Üç boyutlu beyin haritalamasının, EEG'nin bilgeliğini artırarak doktor-hasta ilişkisine yeni bir boyut kazandırdığına dikkat çeken Tarlacı, bu teknolojinin beynin işleyişinin daha iyi anlaşılmasını sağladığını söyledi. Artık yalnızca belirtilere de değil, derinlerde yatan sorunlara da bakılabildiğini vurgulayan Tarlacı, bu durumun tedavi planlamalarını kişiye özel ve etkili hale getirdiğini ifade etti. Ayrıca, bazen şikayetler başlamadan önce beyin işleyişindeki düzensizliklerin tespit edilip önlem alınabileceğini belirtti.
Birçok psikiyatrik hastalığın tedavisinde kullanım alanı buluyor!
Üç boyutlu beyin haritalama teknolojisi, birçok ruhsal ve nörolojik hastalığın tanı, tedavi ve takibinde kullanılabiliyor. Prof. Dr. Tarlacı, özellikle dikkat eksikliği, depresyon, anksiyete, epilepsi, travma sonrası stres bozukluğu ve obsesif-kompulsif bozukluk gibi durumlarda bu teknolojinin büyük bir fayda sağladığını dile getirdi. Bunun yanı sıra Alzheimer gibi bazı hafıza hastalıkları ve beyin travmaları sonrası da bu haritalama yönteminin önem taşıdığını vurguladı. Tedavi öncesi ve sonrası yapılan karşılaştırmalar sayesinde hastanın tedaviye yanıt verip vermediği net bir şekilde değerlendirilebilir hale geliyor.
Koruyucu sağlık hizmetlerinde önemli bir araç
Prof.
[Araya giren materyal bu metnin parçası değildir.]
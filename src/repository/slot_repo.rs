//! Slot Repository
//!
//! SQLite-backed snapshot storage: one JSON array per named slot, replaced
//! atomically with a single `INSERT OR REPLACE`.

use async_trait::async_trait;
use rusqlite::{params, Connection, OptionalExtension};
use std::marker::PhantomData;
use std::sync::Arc;
use tokio::sync::Mutex;

use super::traits::{Persisted, Repository};
use crate::domain::{DeliveryItem, DomainError, DomainResult, PendingItem};

pub const PENDING_SLOT: &str = "obragester_pending_v1";
pub const DELIVERY_SLOT: &str = "obragester_delivery_v1";

impl Persisted for PendingItem {
    const SLOT: &'static str = PENDING_SLOT;
}

impl Persisted for DeliveryItem {
    const SLOT: &'static str = DELIVERY_SLOT;
}

/// SQLite implementation of a collection slot
pub struct SlotRepository<T> {
    conn: Arc<Mutex<Connection>>,
    _entity: PhantomData<fn() -> T>,
}

impl<T: Persisted> SlotRepository<T> {
    pub fn new(conn: Arc<Mutex<Connection>>) -> Self {
        Self {
            conn,
            _entity: PhantomData,
        }
    }

    pub fn slot(&self) -> &'static str {
        T::SLOT
    }
}

#[async_trait]
impl<T: Persisted> Repository<T> for SlotRepository<T> {
    async fn load_all(&self) -> DomainResult<Vec<T>> {
        let conn = self.conn.lock().await;

        let payload: Option<String> = conn
            .query_row(
                "SELECT payload FROM collections WHERE slot = ?1",
                params![T::SLOT],
                |row| row.get(0),
            )
            .optional()
            .map_err(|e| DomainError::Storage(e.to_string()))?;

        match payload {
            None => Ok(Vec::new()),
            Some(json) => serde_json::from_str(&json).map_err(|e| {
                DomainError::Storage(format!("Malformed snapshot in {}: {}", T::SLOT, e))
            }),
        }
    }

    async fn save_all(&self, items: &[T]) -> DomainResult<()> {
        let payload = serde_json::to_string(items)
            .map_err(|e| DomainError::Internal(format!("Failed to serialize {}: {}", T::SLOT, e)))?;
        let updated_at = chrono::Utc::now().timestamp_millis();

        let conn = self.conn.lock().await;
        conn.execute(
            "INSERT OR REPLACE INTO collections (slot, payload, updated_at) VALUES (?1, ?2, ?3)",
            params![T::SLOT, payload, updated_at],
        )
        .map_err(|e| DomainError::Storage(e.to_string()))?;

        log::debug!("Saved {} records to {}", items.len(), T::SLOT);
        Ok(())
    }
}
Dr. Tarlacı, bu yeni teknolojinin yalnızca tedavi amaçlı değil, aynı zamanda koruyucu sağlık hizmetlerinde de önemli bir yere sahip olduğunu belirtti. Beyindeki işlev değişikliklerinin anlaşılmasının teşhis doğruluğunu artırdığını söyleyen Tarlacı, doktorların hangi bölgenin ne kadar aktif olduğunu görerek daha sağlıklı kararlar verebileceğini ifade etti. Bu durum, hastanın iyileşme sürecini somut verilerle görmesini sağlarken, hasta tedaviye daha istekli ve güven duyar bir şekilde yaklaşabiliyor.
Sonuç olarak, üç boyutlu beyin haritalama teknolojisi, kişiye özel tedavi planlarını mümkün kılmakla kalmayıp, aynı zamanda hastalıkların erken teşhisi ve önlenmesinde etkili bir yöntem olarak öne çıkıyor. Tedaviye dirençli olan hastalar veya ilaç kullanmak istemeyenler için doğal müdahaleler yapılmasına olanak tanırken, potansiyel sorunların erken tespit edilmesini de sağlıyor. Bu teknoloji, yalnızca mevcut hastalıkların tedavisinde değil, aynı zamanda sağlıklı bir yaşam sürdürmek için de kritik bir rol oynamaktadır.